The Directors state that applicable Secretarial Standards, i.e. SS-1 and SS-2, relating to ‘Meetings of the Board of Directors and ‘General Meetings, respectively, have been duly followed by the Company.

GREEN INITIATIVES:

Pursuant to Sections 101 and 136 of the Companies Act, 2013 the Company will be sending Annual Report through electronic mode-email to all the shareholders who have registered their email addresses with the Company or with the Depository to receive Annual Report through electronic mode and initiated steps to reduce consumption of paper.

HUMAN RESOURCES:

As the Company is not having any operations there is only one employee at present.

ENVIRONMENT AND SAFETY:

Though the Company is not having any operation and is reporting as ‘not a going concern, the Company strives to comply with the requirements of law.
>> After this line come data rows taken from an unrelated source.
/*
 * This Source Code Form is subject to the terms of the Mozilla Public
 * License, v. 2.0. If a copy of the MPL was not distributed with this
 * file, You can obtain one at https://mozilla.org/MPL/2.0/.
 */

use arrayvec::ArrayVec;

use crate::{
    generate, Captures, ContinuationKey, Evasions, History, Killers, Move, MoveKind, MoveList,
    PieceKind, Position, Quiets, MAX_MOVES,
};

/// Evasions that lose material are pushed below every other evasion by this much.
const LOSING_EVASION_PENALTY: i32 = 1 << 28;

/// Where a [`MovePicker`] is in its sequence of move sources.
#[derive(Debug, Clone, Copy, PartialEq, Eq, PartialOrd, Ord)]
enum Stage {
    MainTTMove,
    CapturesInit,
    GoodCaptures,
    FirstKiller,
    SecondKiller,
    CounterMove,
    QuietsInit,
    Quiets,
    BadCaptures,

    QSearchTTMove,
    QSearchCapturesInit,
    QSearchCaptures,

    EvasionTTMove,
    EvasionsInit,
    Evasions,

    Done,
}

impl Stage {
    /// The stage that follows this one.
    #[inline(always)]
    const fn next(self) -> Self {
        use Stage::*;
        match self {
            MainTTMove => CapturesInit,
            CapturesInit => GoodCaptures,
            GoodCaptures => FirstKiller,
            FirstKiller => SecondKiller,
            SecondKiller => CounterMove,
            CounterMove => QuietsInit,
            QuietsInit => Quiets,
            Quiets => BadCaptures,
            QSearchTTMove => QSearchCapturesInit,
            QSearchCapturesInit => QSearchCaptures,
            EvasionTTMove => EvasionsInit,
            EvasionsInit => Evasions,
            BadCaptures | QSearchCaptures | Evasions | Done => Done,
        }
    }
}

#[derive(Debug, Clone, Copy, PartialEq, Eq)]
struct ScoredMove {
    mv: Move,
    score: i32,
}

/// Hands out the moves of a position one at a time, best candidates first.
///
/// Moves are generated lazily in stages, so a cutoff on the TT move or a good capture never pays for generating quiets:
///
/// 1. The TT move
/// 2. Captures and queen promotions that do not lose material, by MVV-LVA
/// 3. The two killer moves
/// 4. The counter move
/// 5. All other quiet moves, by history
/// 6. Captures that lose material
///
/// Quiescence search only walks the TT move and captures.
/// In check, every evasion is scored and handed out in a single stage.
///
/// Each pseudo-legal move is returned at most once. Moves are not checked for full legality.
#[derive(Debug, Clone)]
pub struct MovePicker {
    stage: Stage,
    tt_move: Move,
    killers: Killers,
    counter_move: Move,
    continuations: [ContinuationKey; 3],
    quiet_sort_limit: i32,
    moves: ArrayVec<ScoredMove, MAX_MOVES>,
    bad_captures: MoveList,
    current: usize,
}

impl MovePicker {
    /// Picker for a main search node.
    ///
    /// `continuations` are the keys of the moves 1, 2, and 4 plies back.
    /// Quiets with a history score below `quiet_sort_limit` are not sorted.
    pub fn new(
        position: &Position,
        tt_move: Move,
        killers: Killers,
        counter_move: Move,
        continuations: [ContinuationKey; 3],
        quiet_sort_limit: i32,
    ) -> Self {
        let stage = if position.in_check() {
            Stage::EvasionTTMove
        } else {
            Stage::MainTTMove
        };

        Self::with_stage(position, stage, tt_move)
            .with_ordering(killers, counter_move, continuations, quiet_sort_limit)
    }

    /// Picker for a quiescence node: only captures and queen promotions, or every evasion while in check.
    pub fn qsearch(position: &Position, tt_move: Move) -> Self {
        if position.in_check() {
            return Self::with_stage(position, Stage::EvasionTTMove, tt_move);
        }

        let tt_move = if position.is_capture_or_promotion(tt_move) {
            tt_move
        } else {
            Move::NONE
        };
        Self::with_stage(position, Stage::QSearchTTMove, tt_move)
    }

    fn with_stage(position: &Position, stage: Stage, tt_move: Move) -> Self {
        let tt_move = if tt_move.is_ok() && position.pseudo_legal(tt_move) {
            tt_move
        } else {
            Move::NONE
        };

        Self {
            stage: if tt_move == Move::NONE {
                stage.next()
            } else {
                stage
            },
            tt_move,
            killers: Killers::default(),
            counter_move: Move::NONE,
            continuations: [None; 3],
            quiet_sort_limit: 0,
            moves: ArrayVec::new(),
            bad_captures: MoveList::new(),
            current: 0,
        }
    }

    fn with_ordering(
        mut self,
        killers: Killers,
        counter_move: Move,
        continuations: [ContinuationKey; 3],
        quiet_sort_limit: i32,
    ) -> Self {
        self.killers = killers;
        self.counter_move = counter_move;
        self.continuations = continuations;
        self.quiet_sort_limit = quiet_sort_limit;
        self
    }

    /// The TT move this picker accepted, or [`Move::NONE`] if it was missing or not pseudo-legal.
    #[inline(always)]
    pub fn tt_move(&self) -> Move {
        self.tt_move
    }

    /// The next move to search, or `None` once every stage is exhausted.
    ///
    /// # Example
    /// ```
    /// # use talon::*;
    /// let pos = Position::default();
    /// let history = History::default();
    /// let tt_move = Move::from_uci(&pos, "e2e4");
    /// let mut picker = MovePicker::new(&pos, tt_move, Killers::default(), Move::NONE, [None; 3], 0);
    ///
    /// assert_eq!(picker.next_move(&pos, &history), Some(tt_move));
    /// let mut count = 1;
    /// while let Some(mv) = picker.next_move(&pos, &history) {
    ///     assert_ne!(mv, tt_move);
    ///     count += 1;
    /// }
    /// assert_eq!(count, 20);
    /// ```
    pub fn next_move(&mut self, position: &Position, history: &History) -> Option<Move> {
        loop {
            match self.stage {
                Stage::MainTTMove | Stage::QSearchTTMove | Stage::EvasionTTMove => {
                    self.stage = self.stage.next();
                    return Some(self.tt_move);
                }

                Stage::CapturesInit | Stage::QSearchCapturesInit => {
                    self.generate_captures(position);
                    self.stage = self.stage.next();
                }

                Stage::GoodCaptures => {
                    while let Some(mv) = self.pick_best() {
                        if mv == self.tt_move {
                            continue;
                        }
                        if position.see_sign(mv) >= 0 {
                            return Some(mv);
                        }
                        self.bad_captures.push(mv);
                    }
                    self.stage = self.stage.next();
                }

                Stage::FirstKiller | Stage::SecondKiller => {
                    let index = (self.stage == Stage::SecondKiller) as usize;
                    self.stage = self.stage.next();

                    let killer = self.killers[index];
                    if self.is_refutation_candidate(position, killer) {
                        return Some(killer);
                    }
                    // Left for the quiets stage, if it generates it at all
                    self.killers[index] = Move::NONE;
                }

                Stage::CounterMove => {
                    self.stage = self.stage.next();

                    let counter = self.counter_move;
                    if counter != self.killers[0]
                        && counter != self.killers[1]
                        && self.is_refutation_candidate(position, counter)
                    {
                        return Some(counter);
                    }
                    self.counter_move = Move::NONE;
                }

                Stage::QuietsInit => {
                    self.generate_quiets(position, history);
                    self.stage = self.stage.next();
                }

                Stage::Quiets => {
                    while self.current < self.moves.len() {
                        let mv = self.moves[self.current].mv;
                        self.current += 1;

                        if mv != self.tt_move
                            && mv != self.killers[0]
                            && mv != self.killers[1]
                            && mv != self.counter_move
                        {
                            return Some(mv);
                        }
                    }
                    self.stage = self.stage.next();
                    self.current = 0;
                }

                Stage::BadCaptures => {
                    if self.current < self.bad_captures.len() {
                        self.current += 1;
                        return Some(self.bad_captures[self.current - 1]);
                    }
                    self.stage = Stage::Done;
                }

                Stage::QSearchCaptures | Stage::Evasions => {
                    while let Some(mv) = self.pick_best() {
                        if mv != self.tt_move {
                            return Some(mv);
                        }
                    }
                    self.stage = Stage::Done;
                }

                Stage::EvasionsInit => {
                    self.generate_evasions(position, history);
                    self.stage = self.stage.next();
                }

                Stage::Done => return None,
            }
        }
    }

    /// Whether a killer or counter move can be searched as-is: a quiet, pseudo-legal move that isn't the TT move.
    #[inline(always)]
    fn is_refutation_candidate(&self, position: &Position, mv: Move) -> bool {
        mv != Move::NONE
            && mv != self.tt_move
            && mv.is_ok()
            && !position.is_capture_or_promotion(mv)
            && position.pseudo_legal(mv)
    }

    /// Swaps the best remaining move to the front of the unvisited moves and returns it.
    #[inline(always)]
    fn pick_best(&mut self) -> Option<Move> {
        let remaining = self.moves.get(self.current..)?;
        let best = remaining
            .iter()
            .enumerate()
            .max_by_key(|(i, scored)| (scored.score, std::cmp::Reverse(*i)))?
            .0;

        self.moves.swap(self.current, self.current + best);
        self.current += 1;
        Some(self.moves[self.current - 1].mv)
    }

    fn load(&mut self, moves: MoveList, score: impl Fn(Move) -> i32) {
        self.moves.clear();
        self.current = 0;
        self.moves.extend(moves.into_iter().map(|mv| ScoredMove {
            mv,
            score: score(mv),
        }));
    }

    fn generate_captures(&mut self, position: &Position) {
        let mut moves = MoveList::new();
        generate::<Captures>(position, &mut moves);
        self.load(moves, |mv| mvv_lva(position, mv));
    }

    fn generate_quiets(&mut self, position: &Position, history: &History) {
        let mut moves = MoveList::new();
        generate::<Quiets>(position, &mut moves);

        let color = position.side_to_move();
        let continuations = self.continuations;
        self.load(moves, |mv| match position.moved_piece(mv) {
            Some(piece) => history.quiet_score(color, mv, piece, &continuations),
            None => 0,
        });

        partial_insertion_sort(&mut self.moves, self.quiet_sort_limit);
    }

    fn generate_evasions(&mut self, position: &Position, history: &History) {
        let mut moves = MoveList::new();
        generate::<Evasions>(position, &mut moves);

        let color = position.side_to_move();
        self.load(moves, |mv| {
            let see = position.see_sign(mv);
            if see < 0 {
                see - LOSING_EVASION_PENALTY
            } else if position.is_capture(mv) {
                mvv_lva(position, mv)
            } else {
                history.butterfly.get(color, mv)
            }
        });
    }
}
MATERIAL CHANGES AND COMMITMENTS, IF ANY AFFECTING THE FINANCIAL POSITION OF THE COMPANY WHICH HAVE OCCURRED BETWEEN THE FINANCIAL YEAR END OF THE COMPANY TO WHICH FINANCIAL RESULTS RELATE:

Except as disclosed elsewhere in this report, no material changes and commitments which could affect the Companys financial position have occurred between the end of the financial year of the Company and date of this report.

TRANSFER OF AMOUNTS TO INVESTOR EDUCATION AND PROTECTION FUND:

Your Company did not have any funds lying unpaid or unclaimed for a period of Seven years. Therefore there were no funds which were required to be transferred to Investor Education and Protection Fund (IEPF).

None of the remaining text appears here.